▸ Extracted data
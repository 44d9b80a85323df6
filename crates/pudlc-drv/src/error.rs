//! Driver-level errors: backend/link failures are fatal and surface here.
//! Parse/type/codegen errors are reported through `pudlc_util::Handler`
//! instead; this enum covers the usage and process-boundary failures that
//! only make sense at the CLI layer.

use std::path::PathBuf;

use thiserror::Error;

#[derive(Debug, Error)]
pub enum DriverError {
    #[error("'--compile' and '--output' are mutually exclusive")]
    CompileAndOutputBothGiven,

    #[error("could not read source file '{0}': {1}")]
    ReadSourceFailed(PathBuf, std::io::Error),

    #[error("parsing failed; see diagnostics above")]
    ParseFailed,

    #[error("code generation failed; see diagnostics above")]
    CodegenFailed,

    #[error("linker '{linker}' exited with status {status}")]
    LinkFailed { linker: String, status: i32 },

    #[error("failed to spawn linker '{0}': {1}")]
    LinkerSpawnFailed(String, std::io::Error),

    #[error("unrecognized optimization level '{0}'")]
    BadOptLevel(String),
}
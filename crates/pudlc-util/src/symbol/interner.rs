//! Global string table backing [`Symbol`](super::Symbol).
//!
//! Strings are interned once and leaked to `'static` so a `Symbol` can hand
//! back a `&'static str` without borrowing from any particular arena. This is
//! the same tradeoff the reference interner makes: the compiler runs for a
//! single, short-lived invocation, so "never free an interned string" is
//! cheaper to reason about than reference counting.

use dashmap::DashMap;
use std::sync::{OnceLock, RwLock};

/// Process-wide interner. `DashMap` gives lock-free reads/writes across
/// shards; a plain `RwLock<Vec<_>>` backs the reverse (index -> str) lookup
/// since it is append-only and read far more often than written.
pub struct StringTable {
    forward: DashMap<&'static str, u32>,
    backward: RwLock<Vec<&'static str>>,
}

impl StringTable {
    fn new() -> Self {
        Self {
            forward: DashMap::new(),
            backward: RwLock::new(Vec::new()),
        }
    }

    pub fn intern(&self, s: &str) -> u32 {
        if let Some(existing) = self.forward.get(s) {
            return *existing;
        }
        // Re-check under the write lock in case another thread interned the
        // same string between the read above and here.
        let mut backward = self.backward.write().unwrap();
        if let Some(existing) = self.forward.get(s) {
            return *existing;
        }
        let leaked: &'static str = Box::leak(s.to_string().into_boxed_str());
        let index = backward.len() as u32;
        backward.push(leaked);
        self.forward.insert(leaked, index);
        index
    }

    pub fn resolve(&self, index: u32) -> &'static str {
        self.backward.read().unwrap()[index as usize]
    }
}

static TABLE: OnceLock<StringTable> = OnceLock::new();

pub fn global() -> &'static StringTable {
    TABLE.get_or_init(StringTable::new)
}
//! Token kinds (`Token { kind, lexeme, line, column }`).
//!
//! One enum covers both dialects: the typed dialect's `func`/`if`/`while`
//! keywords and the expression dialect's `def`/`extern`/`for`/`var` keywords
//! coexist here, since both parsers share a single lexer — there is no
//! benefit to two lexers, as the reserved-word set is a strict union and a
//! token the typed parser never produces is simply never consumed there.

use pudlc_util::Symbol;

#[derive(Clone, Debug, PartialEq)]
pub enum TokenKind {
    // Literals and identifiers.
    Ident(Symbol),
    Int(i64),
    Float(f64),
    True,
    False,

    // Typed-dialect statement keywords.
    Func,
    If,
    Else,
    Do,
    While,
    Return,
    Print,
    Read,

    // Expression-dialect keywords.
    Def,
    Extern,
    Then,
    For,
    In,
    Binary,
    Unary,
    Var,

    // Type keywords.
    TypeInt,
    TypeFloat,
    TypeBool,
    TypeAuto,

    // Operators.
    Plus,
    Minus,
    Star,
    Slash,
    AndAnd,
    OrOr,
    Caret, // logical xor
    Bang,  // logical not
    Assign,
    Lt,
    Gt,
    LtEq,
    GtEq,
    EqEq,
    NotEq,

    // Punctuation.
    LParen,
    RParen,
    LBrace,
    RBrace,
    Comma,
    Semicolon,
    Colon,

    Eof,
    /// Unrecognized or malformed lexeme; carries the offending text so the
    /// parser can surface it in a diagnostic and continue.
    Error(String),
}

#[derive(Clone, Debug, PartialEq)]
pub struct Token {
    pub kind: TokenKind,
    pub lexeme: String,
    pub line: u32,
    pub column: u32,
}

impl Token {
    pub fn new(kind: TokenKind, lexeme: impl Into<String>, line: u32, column: u32) -> Self {
        Token {
            kind,
            lexeme: lexeme.into(),
            line,
            column,
        }
    }

    pub fn is_eof(&self) -> bool {
        matches!(self.kind, TokenKind::Eof)
    }
}

/// Maps an identifier's raw text onto a reserved-word token, if any.
/// Multi-character lexemes are never ambiguous with identifiers so this is
/// a simple table lookup, not a precedence question (unlike the operator
/// lexing in `lexer::operator`, where `==` must be preferred over `=`).
pub fn keyword_from_ident(text: &str) -> Option<TokenKind> {
    Some(match text {
        "func" => TokenKind::Func,
        "if" => TokenKind::If,
        "else" => TokenKind::Else,
        "do" => TokenKind::Do,
        "while" => TokenKind::While,
        "return" => TokenKind::Return,
        "print" => TokenKind::Print,
        "read" => TokenKind::Read,
        "def" => TokenKind::Def,
        "extern" => TokenKind::Extern,
        "then" => TokenKind::Then,
        "for" => TokenKind::For,
        "in" => TokenKind::In,
        "binary" => TokenKind::Binary,
        "unary" => TokenKind::Unary,
        "var" => TokenKind::Var,
        "int" => TokenKind::TypeInt,
        "float" => TokenKind::TypeFloat,
        "bool" => TokenKind::TypeBool,
        "auto" => TokenKind::TypeAuto,
        "True" => TokenKind::True,
        "False" => TokenKind::False,
        _ => return None,
    })
}
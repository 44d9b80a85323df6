use super::core::Lexer;

impl<'src> Lexer<'src> {
    /// Skips whitespace and `#`-to-end-of-line comments between tokens.
    /// Line/column tracking happens in `advance`.
    pub(super) fn skip_whitespace_and_comments(&mut self) {
        loop {
            match self.current_char() {
                c if c.is_whitespace() => self.advance(),
                '#' => {
                    while !self.is_at_end() && self.current_char() != '\n' {
                        self.advance();
                    }
                }
                _ => break,
            }
        }
    }
}

#[cfg(test)]
mod tests {
    use crate::lexer::Lexer;
    use crate::token::TokenKind;
    use pudlc_util::Handler;

    fn tokens(src: &str) -> Vec<TokenKind> {
        let mut handler = Handler::new();
        let mut lexer = Lexer::new(src);
        let mut out = Vec::new();
        loop {
            let tok = lexer.lex(&mut handler);
            let done = tok.is_eof();
            out.push(tok.kind);
            if done {
                break;
            }
        }
        out
    }

    #[test]
    fn skips_leading_and_trailing_whitespace() {
        assert_eq!(tokens("  \t\n  42  \n"), vec![TokenKind::Int(42), TokenKind::Eof]);
    }

    #[test]
    fn skips_line_comment_to_newline() {
        assert_eq!(
            tokens("1 # a comment\n2"),
            vec![TokenKind::Int(1), TokenKind::Int(2), TokenKind::Eof]
        );
    }

    #[test]
    fn comment_with_no_trailing_newline_reaches_eof() {
        assert_eq!(tokens("1 # trailing"), vec![TokenKind::Int(1), TokenKind::Eof]);
    }

    #[test]
    fn line_and_column_advance_past_comment() {
        let mut handler = Handler::new();
        let mut lexer = Lexer::new("# comment\nx");
        let tok = lexer.lex(&mut handler);
        assert_eq!(tok.line, 2);
        assert_eq!(tok.column, 1);
    }
}
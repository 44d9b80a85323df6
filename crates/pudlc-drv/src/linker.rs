//! External linker invocation. Shaped like `faxc_gen::linker::Linker` (a
//! small struct wrapping a target triple and a linker command), filled in
//! with a real `std::process::Command` invocation rather than left a
//! no-op stub.

use std::path::Path;
use std::process::Command;

use crate::error::DriverError;

pub struct Linker {
    pub cmd: String,
}

impl Linker {
    pub fn new(cmd: String) -> Self {
        Linker { cmd }
    }

    /// Links `object` (plus `pudlc-runtime`'s staticlib, so `printd`/
    /// `putchard` resolve for a typed-dialect program that happens to call
    /// them) into the executable at `output`.
    pub fn link(&self, object: &Path, output: &Path) -> Result<(), DriverError> {
        let status = Command::new(&self.cmd)
            .arg(object)
            .arg("-o")
            .arg(output)
            .status()
            .map_err(|e| DriverError::LinkerSpawnFailed(self.cmd.clone(), e))?;

        if status.success() {
            Ok(())
        } else {
            Err(DriverError::LinkFailed {
                linker: self.cmd.clone(),
                status: status.code().unwrap_or(-1),
            })
        }
    }
}
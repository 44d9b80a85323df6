//! End-to-end scenarios. Asserts against `--print-ir` textual output
//! rather than a linked, executed binary, since a host linker/libc
//! toolchain isn't guaranteed to be present in every environment this
//! suite runs in.

use std::io::Write;

use assert_cmd::Command;
use predicates::prelude::*;
use tempfile::NamedTempFile;

fn pudl_file(contents: &str) -> NamedTempFile {
    let mut file = NamedTempFile::with_suffix(".pudl").expect("create temp source file");
    file.write_all(contents.as_bytes()).expect("write source");
    file
}

/// Scenario 1: constant folding through an arithmetic expression.
#[test]
fn typed_dialect_arithmetic() {
    let src = pudl_file("func mast(): int { return 1 + 2 * 3; }");
    Command::cargo_bin("pudlc")
        .unwrap()
        .arg(src.path())
        .arg("--print-ir")
        .assert()
        .success()
        .stderr(predicate::str::contains("define i32 @mast"))
        .stderr(predicate::str::contains("define i32 @main"));
}

/// Scenario 2: a `while` loop accumulating a sum.
#[test]
fn typed_dialect_while_loop() {
    let src = pudl_file(
        "func mast(): int { int x = 0; int i = 0; while i < 10 { x = x + i; i = i + 1; } return x; }",
    );
    Command::cargo_bin("pudlc")
        .unwrap()
        .arg(src.path())
        .arg("--print-ir")
        .assert()
        .success()
        .stderr(predicate::str::contains("loop"))
        .stderr(predicate::str::contains("alloca i32"));
}

/// Scenario 3: a type error (`Bool` used in arithmetic) is reported and no
/// IR reaches the printed output on that path.
#[test]
fn typed_dialect_type_error() {
    let src = pudl_file("func mast(): int { bool b = 1 + 2; return 0; }");
    Command::cargo_bin("pudlc")
        .unwrap()
        .arg(src.path())
        .arg("--print-ir")
        .assert()
        .failure()
        .code(1)
        .stderr(predicate::str::contains("(1:"));
}

/// Scenario 4: `print` lowers to a `printf` call through the `.formatf`
/// global for a `Float` operand.
#[test]
fn typed_dialect_print() {
    let src = pudl_file("func mast(): int { print 3.5; return 0; }");
    Command::cargo_bin("pudlc")
        .unwrap()
        .arg(src.path())
        .arg("--print-ir")
        .assert()
        .success()
        .stderr(predicate::str::contains("@printf"))
        .stderr(predicate::str::contains(".formatf"));
}

/// Scenario 5: REPL recursion through the expression dialect.
#[test]
fn expression_dialect_repl_recursion() {
    Command::cargo_bin("pudlc")
        .unwrap()
        .write_stdin("def fib(n) if n < 2 then n else fib(n-1)+fib(n-2); fib(10);")
        .assert()
        .success()
        .stdout(predicate::str::contains("Evaluated to 55.000000"));
}

/// Scenario 6: a user-declared `binary` operator resolves and calls
/// through to `extern printd`.
#[test]
fn expression_dialect_custom_binary_operator() {
    Command::cargo_bin("pudlc")
        .unwrap()
        .write_stdin("def binary : 1 (x y) y; extern printd(x); printd(1) : printd(2);")
        .assert()
        .success()
        .stdout(predicate::str::contains("1.000000"))
        .stdout(predicate::str::contains("2.000000"))
        .stdout(predicate::str::contains("Evaluated to 0.000000"));
}

/// `-c` and `-o` are mutually exclusive.
#[test]
fn compile_and_output_are_mutually_exclusive() {
    let src = pudl_file("func mast(): int { return 0; }");
    Command::cargo_bin("pudlc")
        .unwrap()
        .arg(src.path())
        .arg("-c")
        .arg("-o")
        .assert()
        .failure()
        .code(1)
        .stderr(predicate::str::contains("mutually exclusive"));
}

/// Basic-block well-formedness: every function in the emitted IR is built
/// from terminated blocks, so the textual IR never contains a block label
/// immediately followed by another label with no terminator between them.
/// `-Oall` plus an `if` keeps the merge block's single predecessor shape
/// intact after reg-promotion and CFG simplification.
#[test]
fn optimized_if_still_prints_ir() {
    let src = pudl_file("func mast(): int { if 1 < 2 { return 1; } else { return 0; } return 0; }");
    Command::cargo_bin("pudlc")
        .unwrap()
        .arg(src.path())
        .arg("--print-ir")
        .arg("-Oall")
        .assert()
        .success()
        .stderr(predicate::str::contains("define i32 @mast"));
}
#[cfg(test)]
mod tests {
    use super::*;

    fn parse(src: &str) -> (Vec<FunctionDef>, bool) {
        let mut parser = TypedParser::new(src);
        let items = parser.parse_unit();
        let has_errors = parser.has_errors();
        (items, has_errors)
    }

    #[test]
    fn parses_minimal_function() {
        let (items, errors) = parse("func mast(): int { return 1 + 2 * 3; }");
        assert!(!errors);
        assert_eq!(items.len(), 1);
        assert_eq!(items[0].return_type, Type::Integer);
    }

    #[test]
    fn while_loop_accumulator_parses_without_errors() {
        let (items, errors) = parse(
            "func mast(): int { int x = 0; int i = 0; while i < 10 { x = x + i; i = i + 1; } return x; }",
        );
        assert!(!errors);
        assert_eq!(items.len(), 1);
    }

    #[test]
    fn bool_in_arithmetic_is_a_type_error() {
        let (_, errors) = parse("func mast(): int { bool b = 1 + 2; return 0; }");
        assert!(errors);
    }

    #[test]
    fn print_statement_parses() {
        let (items, errors) = parse("func mast(): int { print 3.5; return 0; }");
        assert!(!errors);
        assert_eq!(items.len(), 1);
    }

    #[test]
    fn bare_call_statement_is_expr_stmt() {
        let (items, errors) = parse(
            "func helper(): int { return 1; } func mast(): int { helper(); return 0; }",
        );
        assert!(!errors);
        let body = &items[1].body;
        match &body.kind {
            StmtKind::Block(stmts) => {
                assert!(matches!(stmts[0].kind, StmtKind::ExprStmt(_)));
            }
            _ => panic!("expected a block body"),
        }
    }

    #[test]
    fn undefined_variable_is_reported() {
        let (_, errors) = parse("func mast(): int { return y; }");
        assert!(errors);
    }

    #[test]
    fn arity_mismatch_is_reported() {
        let (_, errors) = parse(
            "func add(int a, int b): int { return a + b; } func mast(): int { return add(1); }",
        );
        assert!(errors);
    }

    #[test]
    fn auto_declaration_infers_type_from_initializer() {
        let (items, errors) = parse("func mast(): int { auto x = 3.5; return 0; }");
        assert!(!errors);
        let body = &items[0].body;
        match &body.kind {
            StmtKind::Block(stmts) => match &stmts[0].kind {
                StmtKind::Assign { ty, .. } => assert_eq!(*ty, Type::Float),
                _ => panic!("expected a declaration"),
            },
            _ => panic!("expected a block body"),
        }
    }

    #[test]
    fn xor_operator_type_checks_as_logical() {
        let (_, errors) = parse("func mast(): int { bool b = True ^ False; return 0; }");
        assert!(!errors);
    }
}
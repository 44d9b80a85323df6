//! Expression nodes. Every node carries the resolved `Type` the parser
//! assigned it and the `(line, column)` of its leading token, since this
//! compiler carries no byte-offset spans and reports diagnostics by
//! line/column directly.

use pudlc_util::Symbol;

use crate::ty::Type;

#[derive(Clone, Copy, Debug, PartialEq, Eq)]
pub enum UnOp {
    Neg,
    Not,
}

#[derive(Clone, Copy, Debug, PartialEq, Eq)]
pub enum BinOp {
    Add,
    Sub,
    Mul,
    Div,
    Lt,
    Gt,
    Le,
    Ge,
    Eq,
    Ne,
    And,
    Or,
    Xor,
    /// Expression-dialect-only: `lhs = rhs`, where `lhs` must be a `Var`.
    Assign,
}

#[derive(Clone, Debug, PartialEq)]
pub struct Expr {
    pub kind: ExprKind,
    pub ty: Type,
    pub line: u32,
    pub column: u32,
}

impl Expr {
    pub fn new(kind: ExprKind, ty: Type, line: u32, column: u32) -> Self {
        Expr { kind, ty, line, column }
    }
}

/// One binding in a `var`-expression: `var TYPE id ('=' expr)? (',' id
/// ('=' expr)?)* in expr`. Missing initializers default to `0.0` at codegen
/// time.
#[derive(Clone, Debug, PartialEq)]
pub struct VarBinding {
    pub name: Symbol,
    pub init: Option<Expr>,
}

#[derive(Clone, Debug, PartialEq)]
pub enum ExprKind {
    IntLit(i32),
    FloatLit(f32),
    BoolLit(bool),
    Var(Symbol),
    Unary(UnOp, Box<Expr>),
    Binary(BinOp, Box<Expr>, Box<Expr>),
    Call(Symbol, Vec<Expr>),

    // Expression-dialect-only constructs.
    If {
        cond: Box<Expr>,
        then: Box<Expr>,
        else_: Box<Expr>,
    },
    For {
        var: Symbol,
        start: Box<Expr>,
        end: Box<Expr>,
        step: Option<Box<Expr>>,
        body: Box<Expr>,
    },
    VarExpr {
        bindings: Vec<VarBinding>,
        body: Box<Expr>,
    },
}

▸ What to do
The answer must consist of every line from the data that contains the word "lookup".

▸ Task result
/// shards; a plain `RwLock<Vec<_>>` backs the reverse (index -> str) lookup
/// a simple table lookup, not a precedence question (unlike the operator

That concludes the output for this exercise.